Unfortunately even music fans within Hong Kong think HKs homegrown is shite.
One HK artist (The Pancakes, who due to the lack of dedicated music venues plays in shopping malls instead-not such a bad notion actually haaha) has been on the ueberhip (yes this word is being used mockingly) Elefant label, which so far has not provided me with even the tiniest iota of pleasure.
Anyway, after this evening's final night of the festival I will finally succumb to the little voice that has been whispering in my ear for months now, the one that tells me "the live music is not here. Give it up, let it go..."
Shit corporatised music and personal finicky arrogance aside, my ears are squealing with pleasure. I bought a pair of little Audio Technica Headphones. So svelte, so so good. Since we're talking music here, I just want to make a recommendation and that is:

go and get Fugazi's latest album "The Argument." It is really that good. While some bands get worse, this one gets better. Maybe with this one it even became the best. Every other record they've made, there is usually one or two bad songs. This
one is flawless. I don't think it's just the new headphones...

I'm sorry to probably be missing my cousins wedding.
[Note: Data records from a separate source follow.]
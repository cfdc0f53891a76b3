//! # coursemap-core
//!
//! The deterministic curriculum progress engine for Coursemap - THE LOGIC.
//!
//! This crate decides, for one department's curriculum, which courses are
//! locked by unmet prerequisites, what a student has earned, what grades
//! would carry them to a target GPA, and where each transcript line belongs.
//!
//! ## Architectural Constraints
//!
//! The CORE:
//! - Changes progress only through [`ProgressStore`] methods
//! - Recomputes lock state and metrics from the current map on every query
//! - Uses integer fixed-point arithmetic only (grade points in hundredths)
//! - Has NO async, NO network dependencies (pure Rust)

// =============================================================================
// MODULES
// =============================================================================

pub mod curriculum;
pub mod formats;
pub mod metrics;
pub mod prereq;
pub mod primitives;
pub mod simulation;
pub mod storage;
pub mod store;
pub mod transcript;
pub mod types;

// =============================================================================
// RE-EXPORTS: Core Types (from types module)
// =============================================================================

pub use types::{CourseId, CoursemapError, Gpa, Grade, ProgressEntry, ProgressMap};

// =============================================================================
// RE-EXPORTS: Curriculum & Evaluation
// =============================================================================

pub use curriculum::{
    CountPattern, Course, CourseOption, Credits, Curriculum, CurriculumDocument, Prereq, SlotOrder,
    SlotRule,
};
pub use metrics::{GradeTotals, Metrics, calculate_metrics, earned_credits};
pub use prereq::{
    ClauseStatus, PatternMember, RelatedCourses, clause_status, find_dependents, is_locked,
    is_satisfied, related_courses,
};

// =============================================================================
// RE-EXPORTS: Progress Store
// =============================================================================

pub use storage::{KeyValueStore, MemoryStore, RedbStore, StorageBackend};
pub use store::{ChangeKind, ProgressEvent, ProgressObserver, ProgressStore};

// =============================================================================
// RE-EXPORTS: Simulation & Transcript
// =============================================================================

pub use simulation::{
    SimulatedGrade, SimulationCandidate, SimulationCandidates, SimulationError,
    SimulationReport, SimulationRequest, assign_grades, simulation_candidates,
};
pub use transcript::{
    ImportError, ImportPlan, ImportSummary, SlotAssignment, TranscriptFormat, TranscriptRow,
    match_transcript, parse_transcript,
};

// =============================================================================
// RE-EXPORTS: Formats (from formats module)
// =============================================================================

pub use formats::{progress_from_json, progress_to_json};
I still might change my mind about that one in the last minute. But it looks unlikely I must confess. I feel very guilty actually. Martina is a good cousin. Coming back to Adelaide from HK for a few days doesn't seem so strange now as it did a few months ago. I don't know. I just don't know.

I have a new phone also. It has bells and whistles, like a 1.3 megapixel camera. I scoffed at first but it's actually proven really useful for filming and photographing stuff on the fly. The cat outside my window sitting on the neighbours roof for example.


My new number is 9578 5809

Should anyone wish to make an expensive international phonecall to a mobile.

Tuesday, October 11, 2005

Candy Mandible Stroke 7

I can now say I've been to China.
I can now say I've got an Ipod.
I like my apartment. Life is slowly getting a rhythm. I have to learn Mandarin. I have to go to a gym.

Surprisingly you can find good music stores in Hong Kong. There's even an independent store somewhere, I should go find it. So My ears are currently having a jamboree, thanks to some new purchases and some acquisitions a la Francois from Quebec. Having iTunes on my work computer is a bit dodgy but it will have to do until I get a laptop. It is actually really annoying at times...

I got Neutral Milk Hotel's second album "In an aeroplane over the sea." Wow. It could become my favourite album ever. It is even better than "On Avery Island." Well, actually...

and then Neil Young's "After the Goldrush." Why did I ignore my mothers Vinyls of Crosby Stills Nash and Young for so long? Maybe because they aren't as good as just Neil?
I don't know....

And my surprise purchase was Broadcast's "Tender Buttons." The title track is really cool, I'm really enjoying some of their soundscapes: They conjure up all sorts of images of films not yet written. They are nice to bug out to.

And then, courtesy of Francois, there's The Eagles of Death Metal, who I once dismissed. I have to say, I've changed my mind-some of their campy grunting and whooping nearly caused me to laugh out aloud in the office last week, NEARLY...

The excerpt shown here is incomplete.